* Records supplied
------------------------------------

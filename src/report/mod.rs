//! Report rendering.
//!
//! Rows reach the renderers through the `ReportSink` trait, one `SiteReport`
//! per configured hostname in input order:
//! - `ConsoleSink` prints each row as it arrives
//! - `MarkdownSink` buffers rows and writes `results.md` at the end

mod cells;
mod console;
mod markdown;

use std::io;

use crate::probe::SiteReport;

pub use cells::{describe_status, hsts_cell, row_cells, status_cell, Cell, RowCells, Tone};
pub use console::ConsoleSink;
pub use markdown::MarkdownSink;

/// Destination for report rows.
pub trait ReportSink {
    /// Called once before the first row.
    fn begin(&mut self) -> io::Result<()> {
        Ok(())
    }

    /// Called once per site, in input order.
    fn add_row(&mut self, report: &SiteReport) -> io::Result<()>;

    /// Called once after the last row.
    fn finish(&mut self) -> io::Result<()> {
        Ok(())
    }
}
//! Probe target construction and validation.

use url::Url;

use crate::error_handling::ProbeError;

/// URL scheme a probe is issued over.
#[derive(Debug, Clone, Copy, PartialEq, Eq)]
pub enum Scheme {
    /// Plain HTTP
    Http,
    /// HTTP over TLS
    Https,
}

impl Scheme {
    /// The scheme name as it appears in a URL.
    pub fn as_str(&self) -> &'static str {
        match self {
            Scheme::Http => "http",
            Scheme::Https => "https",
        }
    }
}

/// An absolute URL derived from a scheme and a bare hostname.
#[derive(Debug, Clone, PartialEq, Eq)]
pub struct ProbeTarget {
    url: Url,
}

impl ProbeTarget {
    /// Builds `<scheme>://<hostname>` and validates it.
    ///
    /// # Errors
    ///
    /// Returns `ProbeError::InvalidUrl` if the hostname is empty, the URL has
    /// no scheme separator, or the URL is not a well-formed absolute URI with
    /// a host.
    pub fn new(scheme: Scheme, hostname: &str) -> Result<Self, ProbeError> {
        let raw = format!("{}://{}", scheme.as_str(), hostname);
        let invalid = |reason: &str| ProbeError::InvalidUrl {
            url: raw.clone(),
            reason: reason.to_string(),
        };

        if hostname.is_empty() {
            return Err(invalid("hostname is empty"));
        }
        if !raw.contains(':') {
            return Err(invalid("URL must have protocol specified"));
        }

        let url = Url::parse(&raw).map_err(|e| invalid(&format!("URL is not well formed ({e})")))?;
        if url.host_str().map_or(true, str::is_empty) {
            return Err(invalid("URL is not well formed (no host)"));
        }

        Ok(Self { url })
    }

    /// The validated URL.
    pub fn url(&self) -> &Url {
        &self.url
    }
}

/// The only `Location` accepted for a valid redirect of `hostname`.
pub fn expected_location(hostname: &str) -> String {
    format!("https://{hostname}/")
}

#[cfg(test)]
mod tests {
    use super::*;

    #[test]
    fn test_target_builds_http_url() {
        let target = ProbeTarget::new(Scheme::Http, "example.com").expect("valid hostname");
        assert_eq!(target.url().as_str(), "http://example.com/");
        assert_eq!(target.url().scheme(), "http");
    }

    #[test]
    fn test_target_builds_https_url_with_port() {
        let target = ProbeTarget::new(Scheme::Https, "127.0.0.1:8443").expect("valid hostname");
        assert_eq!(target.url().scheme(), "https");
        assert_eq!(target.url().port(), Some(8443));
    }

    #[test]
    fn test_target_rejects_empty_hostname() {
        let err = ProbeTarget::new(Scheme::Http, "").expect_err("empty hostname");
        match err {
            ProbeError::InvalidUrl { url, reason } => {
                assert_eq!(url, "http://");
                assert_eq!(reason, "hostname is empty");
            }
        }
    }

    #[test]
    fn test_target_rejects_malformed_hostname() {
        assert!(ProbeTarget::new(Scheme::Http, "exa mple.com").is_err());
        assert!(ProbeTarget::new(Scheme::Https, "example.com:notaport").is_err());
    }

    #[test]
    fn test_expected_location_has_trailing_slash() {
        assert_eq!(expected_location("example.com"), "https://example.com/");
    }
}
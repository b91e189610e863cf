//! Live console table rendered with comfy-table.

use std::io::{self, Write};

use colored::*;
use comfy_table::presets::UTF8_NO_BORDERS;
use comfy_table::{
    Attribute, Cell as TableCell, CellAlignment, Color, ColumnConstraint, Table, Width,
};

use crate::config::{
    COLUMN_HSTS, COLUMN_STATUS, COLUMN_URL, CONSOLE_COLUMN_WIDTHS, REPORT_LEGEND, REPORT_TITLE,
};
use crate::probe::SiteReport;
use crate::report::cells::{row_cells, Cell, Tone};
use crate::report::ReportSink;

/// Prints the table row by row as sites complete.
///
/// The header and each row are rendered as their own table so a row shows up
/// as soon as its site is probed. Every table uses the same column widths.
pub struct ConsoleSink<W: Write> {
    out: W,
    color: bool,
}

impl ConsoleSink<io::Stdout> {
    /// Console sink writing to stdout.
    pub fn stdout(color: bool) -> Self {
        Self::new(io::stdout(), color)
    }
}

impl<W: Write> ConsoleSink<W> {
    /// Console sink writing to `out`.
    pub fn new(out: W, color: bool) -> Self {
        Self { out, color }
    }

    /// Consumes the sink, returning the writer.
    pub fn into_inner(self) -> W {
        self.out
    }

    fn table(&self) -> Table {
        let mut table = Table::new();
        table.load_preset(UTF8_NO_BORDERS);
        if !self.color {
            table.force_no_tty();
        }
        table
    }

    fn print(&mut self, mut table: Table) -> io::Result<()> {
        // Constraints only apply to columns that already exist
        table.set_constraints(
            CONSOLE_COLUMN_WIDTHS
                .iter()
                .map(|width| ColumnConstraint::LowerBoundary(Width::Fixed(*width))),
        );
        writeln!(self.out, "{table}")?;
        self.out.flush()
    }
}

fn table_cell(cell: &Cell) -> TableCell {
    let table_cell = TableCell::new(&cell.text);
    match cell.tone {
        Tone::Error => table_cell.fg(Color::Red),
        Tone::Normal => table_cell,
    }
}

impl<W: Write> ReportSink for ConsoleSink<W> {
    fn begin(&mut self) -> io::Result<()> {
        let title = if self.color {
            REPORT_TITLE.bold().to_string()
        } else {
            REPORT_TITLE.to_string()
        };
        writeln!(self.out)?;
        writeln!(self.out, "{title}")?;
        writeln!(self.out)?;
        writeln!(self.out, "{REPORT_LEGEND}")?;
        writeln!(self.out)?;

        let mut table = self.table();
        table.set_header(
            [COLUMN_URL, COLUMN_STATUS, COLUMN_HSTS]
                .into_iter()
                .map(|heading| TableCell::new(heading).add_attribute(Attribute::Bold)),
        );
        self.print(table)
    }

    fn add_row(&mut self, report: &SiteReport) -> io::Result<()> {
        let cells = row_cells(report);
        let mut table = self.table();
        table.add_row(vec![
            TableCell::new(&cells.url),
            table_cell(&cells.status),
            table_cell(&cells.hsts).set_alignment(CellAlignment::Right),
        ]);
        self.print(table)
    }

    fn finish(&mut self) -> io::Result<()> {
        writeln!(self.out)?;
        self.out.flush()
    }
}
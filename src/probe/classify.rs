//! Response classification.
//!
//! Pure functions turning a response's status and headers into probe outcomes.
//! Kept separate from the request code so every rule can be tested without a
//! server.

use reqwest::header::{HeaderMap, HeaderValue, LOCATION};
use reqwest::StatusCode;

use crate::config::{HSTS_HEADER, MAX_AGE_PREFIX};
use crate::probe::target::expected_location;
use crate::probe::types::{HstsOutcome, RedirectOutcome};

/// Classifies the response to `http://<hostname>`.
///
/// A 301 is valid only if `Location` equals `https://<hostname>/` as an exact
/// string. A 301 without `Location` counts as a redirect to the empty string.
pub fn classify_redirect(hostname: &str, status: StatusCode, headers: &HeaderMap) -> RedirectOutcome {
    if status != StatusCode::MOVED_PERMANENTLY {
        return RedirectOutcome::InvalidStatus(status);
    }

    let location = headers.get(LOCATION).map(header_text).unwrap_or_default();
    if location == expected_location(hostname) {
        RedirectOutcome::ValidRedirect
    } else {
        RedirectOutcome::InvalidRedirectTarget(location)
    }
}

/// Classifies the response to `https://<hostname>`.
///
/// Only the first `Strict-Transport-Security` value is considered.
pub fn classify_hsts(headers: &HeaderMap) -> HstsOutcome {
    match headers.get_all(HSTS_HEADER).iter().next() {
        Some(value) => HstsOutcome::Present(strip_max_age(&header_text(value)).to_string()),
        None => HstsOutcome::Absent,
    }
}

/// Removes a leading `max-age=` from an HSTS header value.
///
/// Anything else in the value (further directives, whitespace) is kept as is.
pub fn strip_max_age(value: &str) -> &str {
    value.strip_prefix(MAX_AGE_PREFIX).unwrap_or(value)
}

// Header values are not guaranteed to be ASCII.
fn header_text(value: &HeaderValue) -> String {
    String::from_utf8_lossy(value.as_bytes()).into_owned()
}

------------------------------------

* Task item
Which lines of the data include "HstsOutcome"? Copy each of them.

* Written response
use crate::probe::types::{HstsOutcome, RedirectOutcome};
pub fn classify_hsts(headers: &HeaderMap) -> HstsOutcome {
        Some(value) => HstsOutcome::Present(strip_max_age(&header_text(value)).to_string()),
        None => HstsOutcome::Absent,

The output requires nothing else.